- [Provided records]:

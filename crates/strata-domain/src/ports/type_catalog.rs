//! Type catalog port
//!
//! The universe of types the engine may consider when closing open generics.
//! Platforms without runtime introspection supply it from registration
//! manifests or build-time generated tables.

use crate::value_objects::types::{TypeName, TypeRef};
use serde::{Deserialize, Serialize};
use std::sync::Arc;

/// Broad category of a type
#[derive(Debug, Clone, Copy, PartialEq, Eq, Hash, Default, Serialize, Deserialize)]
#[serde(rename_all = "snake_case")]
pub enum TypeKind {
    /// Reference type with state and behaviour
    #[default]
    Class,
    /// Value type
    Struct,
    /// Contract without implementation
    Interface,
}

/// Constraints attached to one generic parameter
#[derive(Debug, Clone, PartialEq, Eq, Default, Serialize, Deserialize)]
pub struct GenericConstraints {
    /// Argument must be a reference type
    #[serde(default)]
    pub reference_type: bool,
    /// Argument must be a non-nullable value type
    #[serde(default)]
    pub value_type: bool,
    /// Argument must have a public parameterless constructor
    #[serde(default)]
    pub default_constructor: bool,
    /// Base types and interfaces the argument must be assignable to.
    /// May reference the definition's own parameters.
    #[serde(default)]
    pub types: Vec<TypeRef>,
}

impl GenericConstraints {
    /// Whether no constraint of any kind is present
    pub fn is_empty(&self) -> bool {
        !self.reference_type && !self.value_type && !self.default_constructor && self.types.is_empty()
    }
}

/// Generic parameter of a type definition
#[derive(Debug, Clone, PartialEq, Eq, Serialize, Deserialize)]
pub struct GenericParameter {
    /// Declared name, for messages
    pub name: String,
    /// Constraints on the argument
    #[serde(default)]
    pub constraints: GenericConstraints,
}

impl GenericParameter {
    /// Unconstrained parameter
    pub fn new(name: impl Into<String>) -> Self {
        Self {
            name: name.into(),
            constraints: GenericConstraints::default(),
        }
    }

    /// Add an assignability constraint
    pub fn with_type_constraint(mut self, constraint: TypeRef) -> Self {
        self.constraints.types.push(constraint);
        self
    }

    /// Require a reference type argument
    pub fn reference_type(mut self) -> Self {
        self.constraints.reference_type = true;
        self
    }

    /// Require a value type argument
    pub fn value_type(mut self) -> Self {
        self.constraints.value_type = true;
        self
    }

    /// Require a parameterless constructor
    pub fn default_constructor(mut self) -> Self {
        self.constraints.default_constructor = true;
        self
    }
}

/// Catalog description of one type definition
#[derive(Debug, Clone, PartialEq, Eq, Serialize, Deserialize)]
pub struct TypeDescriptor {
    /// Definition identity
    pub name: TypeName,
    /// Category
    #[serde(default)]
    pub kind: TypeKind,
    /// Cannot be instantiated directly
    #[serde(default)]
    pub is_abstract: bool,
    /// Has a public parameterless constructor
    #[serde(default)]
    pub has_default_constructor: bool,
    /// Generic parameters, in position order
    #[serde(default)]
    pub generic_parameters: Vec<GenericParameter>,
    /// Directly implemented interfaces (or extended, for interfaces)
    #[serde(default)]
    pub interfaces: Vec<TypeRef>,
    /// Base class, if any
    #[serde(default)]
    pub base: Option<TypeRef>,
}

impl TypeDescriptor {
    /// Describe a non-generic class
    pub fn class(namespace: impl Into<String>, name: impl Into<String>) -> Self {
        Self::with_kind(TypeName::new(namespace, name), TypeKind::Class)
    }

    /// Describe a non-generic interface
    pub fn interface(namespace: impl Into<String>, name: impl Into<String>) -> Self {
        Self::with_kind(TypeName::new(namespace, name), TypeKind::Interface)
    }

    /// Describe a non-generic value type
    pub fn value(namespace: impl Into<String>, name: impl Into<String>) -> Self {
        Self::with_kind(TypeName::new(namespace, name), TypeKind::Struct)
    }

    /// Describe a type of the given kind
    pub fn with_kind(name: TypeName, kind: TypeKind) -> Self {
        Self {
            name,
            kind,
            is_abstract: kind == TypeKind::Interface,
            has_default_constructor: false,
            generic_parameters: Vec::new(),
            interfaces: Vec::new(),
            base: None,
        }
    }

    /// Append a generic parameter, bumping the definition arity
    pub fn with_parameter(mut self, parameter: GenericParameter) -> Self {
        self.generic_parameters.push(parameter);
        self.name.arity = self.generic_parameters.len();
        self
    }

    /// Add an implemented interface
    pub fn implements(mut self, interface: TypeRef) -> Self {
        self.interfaces.push(interface);
        self
    }

    /// Set the base class
    pub fn extends(mut self, base: TypeRef) -> Self {
        self.base = Some(base);
        self
    }

    /// Mark as abstract
    pub fn abstract_type(mut self) -> Self {
        self.is_abstract = true;
        self
    }

    /// Mark as having a public parameterless constructor
    pub fn default_constructible(mut self) -> Self {
        self.has_default_constructor = true;
        self
    }

    /// Whether this is an interface
    pub fn is_interface(&self) -> bool {
        self.kind == TypeKind::Interface
    }

    /// Whether this is a value type
    pub fn is_value_type(&self) -> bool {
        self.kind == TypeKind::Struct
    }

    /// Neither abstract nor an interface
    pub fn is_concrete(&self) -> bool {
        !self.is_abstract && !self.is_interface()
    }

    /// Reference to this definition (generic definition form when generic)
    pub fn reference(&self) -> TypeRef {
        TypeRef::definition_of(self.name.clone())
    }
}

/// Source of type descriptions
pub trait TypeCatalog: Send + Sync {
    /// Every type the engine may consider, in a stable order
    fn all_known_types(&self) -> Vec<Arc<TypeDescriptor>>;

    /// Look up one definition
    fn describe(&self, name: &TypeName) -> Option<Arc<TypeDescriptor>>;
}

- [Task to complete]: Print the whole listing above exactly, please.

- [Response area]:
filename crates/strata-domain/src/ports/type_catalog.rs
//! Type catalog port
//!
//! The universe of types the engine may consider when closing open generics.
//! Platforms without runtime introspection supply it from registration
//! manifests or build-time generated tables.

use crate::value_objects::types::{TypeName, TypeRef};
use serde::{Deserialize, Serialize};
use std::sync::Arc;

/// Broad category of a type
#[derive(Debug, Clone, Copy, PartialEq, Eq, Hash, Default, Serialize, Deserialize)]
#[serde(rename_all = "snake_case")]
pub enum TypeKind {
    /// Reference type with state and behaviour
    #[default]
    Class,
    /// Value type
    Struct,
    /// Contract without implementation
    Interface,
}

/// Constraints attached to one generic parameter
#[derive(Debug, Clone, PartialEq, Eq, Default, Serialize, Deserialize)]
pub struct GenericConstraints {
    /// Argument must be a reference type
    #[serde(default)]
    pub reference_type: bool,
    /// Argument must be a non-nullable value type
    #[serde(default)]
    pub value_type: bool,
    /// Argument must have a public parameterless constructor
    #[serde(default)]
    pub default_constructor: bool,
    /// Base types and interfaces the argument must be assignable to.
    /// May reference the definition's own parameters.
    #[serde(default)]
    pub types: Vec<TypeRef>,
}

impl GenericConstraints {
    /// Whether no constraint of any kind is present
    pub fn is_empty(&self) -> bool {
        !self.reference_type && !self.value_type && !self.default_constructor && self.types.is_empty()
    }
}

/// Generic parameter of a type definition
#[derive(Debug, Clone, PartialEq, Eq, Serialize, Deserialize)]
pub struct GenericParameter {
    /// Declared name, for messages
    pub name: String,
    /// Constraints on the argument
    #[serde(default)]
    pub constraints: GenericConstraints,
}

impl GenericParameter {
    /// Unconstrained parameter
    pub fn new(name: impl Into<String>) -> Self {
        Self {
            name: name.into(),
            constraints: GenericConstraints::default(),
        }
    }

    /// Add an assignability constraint
    pub fn with_type_constraint(mut self, constraint: TypeRef) -> Self {
        self.constraints.types.push(constraint);
        self
    }

    /// Require a reference type argument
    pub fn reference_type(mut self) -> Self {
        self.constraints.reference_type = true;
        self
    }

    /// Require a value type argument
    pub fn value_type(mut self) -> Self {
        self.constraints.value_type = true;
        self
    }

    /// Require a parameterless constructor
    pub fn default_constructor(mut self) -> Self {
        self.constraints.default_constructor = true;
        self
    }
}

/// Catalog description of one type definition
#[derive(Debug, Clone, PartialEq, Eq, Serialize, Deserialize)]
pub struct TypeDescriptor {
    /// Definition identity
    pub name: TypeName,
    /// Category
    #[serde(default)]
    pub kind: TypeKind,
    /// Cannot be instantiated directly
    #[serde(default)]
    pub is_abstract: bool,
    /// Has a public parameterless constructor
    #[serde(default)]
    pub has_default_constructor: bool,
    /// Generic parameters, in position order
    #[serde(default)]
    pub generic_parameters: Vec<GenericParameter>,
    /// Directly implemented interfaces (or extended, for interfaces)
    #[serde(default)]
    pub interfaces: Vec<TypeRef>,
    /// Base class, if any
    #[serde(default)]
    pub base: Option<TypeRef>,
}

impl TypeDescriptor {
    /// Describe a non-generic class
    pub fn class(namespace: impl Into<String>, name: impl Into<String>) -> Self {
        Self::with_kind(TypeName::new(namespace, name), TypeKind::Class)
    }

    /// Describe a non-generic interface
    pub fn interface(namespace: impl Into<String>, name: impl Into<String>) -> Self {
        Self::with_kind(TypeName::new(namespace, name), TypeKind::Interface)
    }

    /// Describe a non-generic value type
    pub fn value(namespace: impl Into<String>, name: impl Into<String>) -> Self {
        Self::with_kind(TypeName::new(namespace, name), TypeKind::Struct)
    }

    /// Describe a type of the given kind
    pub fn with_kind(name: TypeName, kind: TypeKind) -> Self {
        Self {
            name,
            kind,
            is_abstract: kind == TypeKind::Interface,
            has_default_constructor: false,
            generic_parameters: Vec::new(),
            interfaces: Vec::new(),
            base: None,
        }
    }

    /// Append a generic parameter, bumping the definition arity
    pub fn with_parameter(mut self, parameter: GenericParameter) -> Self {
        self.generic_parameters.push(parameter);
        self.name.arity = self.generic_parameters.len();
        self
    }

    /// Add an implemented interface
    pub fn implements(mut self, interface: TypeRef) -> Self {
        self.interfaces.push(interface);
        self
    }

    /// Set the base class
    pub fn extends(mut self, base: TypeRef) -> Self {
        self.base = Some(base);
        self
    }

    /// Mark as abstract
    pub fn abstract_type(mut self) -> Self {
        self.is_abstract = true;
        self
    }

    /// Mark as having a public parameterless constructor
    pub fn default_constructible(mut self) -> Self {
        self.has_default_constructor = true;
        self
    }

    /// Whether this is an interface
    pub fn is_interface(&self) -> bool {
        self.kind == TypeKind::Interface
    }

    /// Whether this is a value type
    pub fn is_value_type(&self) -> bool {
        self.kind == TypeKind::Struct
    }

    /// Neither abstract nor an interface
    pub fn is_concrete(&self) -> bool {
        !self.is_abstract && !self.is_interface()
    }

    /// Reference to this definition (generic definition form when generic)
    pub fn reference(&self) -> TypeRef {
        TypeRef::definition_of(self.name.clone())
    }
}

/// Source of type descriptions
pub trait TypeCatalog: Send + Sync {
    /// Every type the engine may consider, in a stable order
    fn all_known_types(&self) -> Vec<Arc<TypeDescriptor>>;

    /// Look up one definition
    fn describe(&self, name: &TypeName) -> Option<Arc<TypeDescriptor>>;
}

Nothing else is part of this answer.